_Data for this exercise_
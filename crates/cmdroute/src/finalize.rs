use std::sync::Arc;

use anyhow::anyhow;
use futures_util::FutureExt;
use futures_util::future::BoxFuture;

use crate::caller::Caller;
use crate::cancel::CancelSignal;
use crate::error::Failure;
use crate::handler::{Flow, ResultHandler};
use crate::invoker::Returned;
use crate::outcome::{Invoked, Outcome, Stage};
use crate::services::Services;
use crate::value::Value;

/// Reduce a target's return to the payload to respond with, awaiting
/// deferred values until a plain value or `Void` is reached.
pub(crate) fn reduce<'a>(
    command: &'a str,
    returned: Returned,
    cancel: &'a CancelSignal,
) -> BoxFuture<'a, Result<Option<Value>, Failure>> {
    async move {
        match returned {
            Returned::Void => Ok(None),
            Returned::Value(value) => Ok(Some(value)),
            Returned::Deferred(future) => {
                let inner = tokio::select! {
                    biased;
                    _ = cancel.cancelled() => return Err(Failure::Cancelled),
                    inner = future => inner,
                };
                match inner {
                    Ok(next) => reduce(command, next, cancel).await,
                    Err(error) => Err(Failure::InvocationFault {
                        command: command.to_string(),
                        error,
                    }),
                }
            }
        }
    }
    .boxed()
}

/// Send the response of a successful outcome, then offer the outcome to every
/// handler until one claims it.
pub(crate) async fn finish(
    outcome: Outcome,
    caller: &dyn Caller,
    services: &dyn Services,
    handlers: &[Arc<dyn ResultHandler>],
    cancel: &CancelSignal,
) -> Outcome {
    let outcome = match outcome {
        Outcome::Invoke(Ok(Invoked {
            command,
            response: Some(payload),
        })) => {
            let sent = tokio::select! {
                biased;
                _ = cancel.cancelled() => Err(Failure::Cancelled),
                sent = caller.respond(payload.clone()) => sent.map_err(|error| {
                    let context = format!("responding to '{}'", command.display_path());
                    Failure::Unhandled(anyhow!(error).context(context))
                }),
            };
            match sent {
                Ok(()) => Outcome::Invoke(Ok(Invoked {
                    command,
                    response: Some(payload),
                })),
                Err(failure) => Outcome::failed(Stage::Invoke, Some(command), failure),
            }
        }
        other => other,
    };

    for handler in handlers {
        let flow = match outcome.failure() {
            None => handler.on_success(caller, &outcome, services).await,
            Some(failure) => handler.on_failure(caller, &outcome, failure).await,
        };
        if flow == Flow::Claimed {
            break;
        }
    }
    outcome
}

_Work to complete_
Set down the records again, exactly.

_Answer for the task_
filename crates/cmdroute/src/finalize.rs
use std::sync::Arc;

use anyhow::anyhow;
use futures_util::FutureExt;
use futures_util::future::BoxFuture;

use crate::caller::Caller;
use crate::cancel::CancelSignal;
use crate::error::Failure;
use crate::handler::{Flow, ResultHandler};
use crate::invoker::Returned;
use crate::outcome::{Invoked, Outcome, Stage};
use crate::services::Services;
use crate::value::Value;

/// Reduce a target's return to the payload to respond with, awaiting
/// deferred values until a plain value or `Void` is reached.
pub(crate) fn reduce<'a>(
    command: &'a str,
    returned: Returned,
    cancel: &'a CancelSignal,
) -> BoxFuture<'a, Result<Option<Value>, Failure>> {
    async move {
        match returned {
            Returned::Void => Ok(None),
            Returned::Value(value) => Ok(Some(value)),
            Returned::Deferred(future) => {
                let inner = tokio::select! {
                    biased;
                    _ = cancel.cancelled() => return Err(Failure::Cancelled),
                    inner = future => inner,
                };
                match inner {
                    Ok(next) => reduce(command, next, cancel).await,
                    Err(error) => Err(Failure::InvocationFault {
                        command: command.to_string(),
                        error,
                    }),
                }
            }
        }
    }
    .boxed()
}

/// Send the response of a successful outcome, then offer the outcome to every
/// handler until one claims it.
pub(crate) async fn finish(
    outcome: Outcome,
    caller: &dyn Caller,
    services: &dyn Services,
    handlers: &[Arc<dyn ResultHandler>],
    cancel: &CancelSignal,
) -> Outcome {
    let outcome = match outcome {
        Outcome::Invoke(Ok(Invoked {
            command,
            response: Some(payload),
        })) => {
            let sent = tokio::select! {
                biased;
                _ = cancel.cancelled() => Err(Failure::Cancelled),
                sent = caller.respond(payload.clone()) => sent.map_err(|error| {
                    let context = format!("responding to '{}'", command.display_path());
                    Failure::Unhandled(anyhow!(error).context(context))
                }),
            };
            match sent {
                Ok(()) => Outcome::Invoke(Ok(Invoked {
                    command,
                    response: Some(payload),
                })),
                Err(failure) => Outcome::failed(Stage::Invoke, Some(command), failure),
            }
        }
        other => other,
    };

    for handler in handlers {
        let flow = match outcome.failure() {
            None => handler.on_success(caller, &outcome, services).await,
            Some(failure) => handler.on_failure(caller, &outcome, failure).await,
        };
        if flow == Flow::Claimed {
            break;
        }
    }
    outcome
}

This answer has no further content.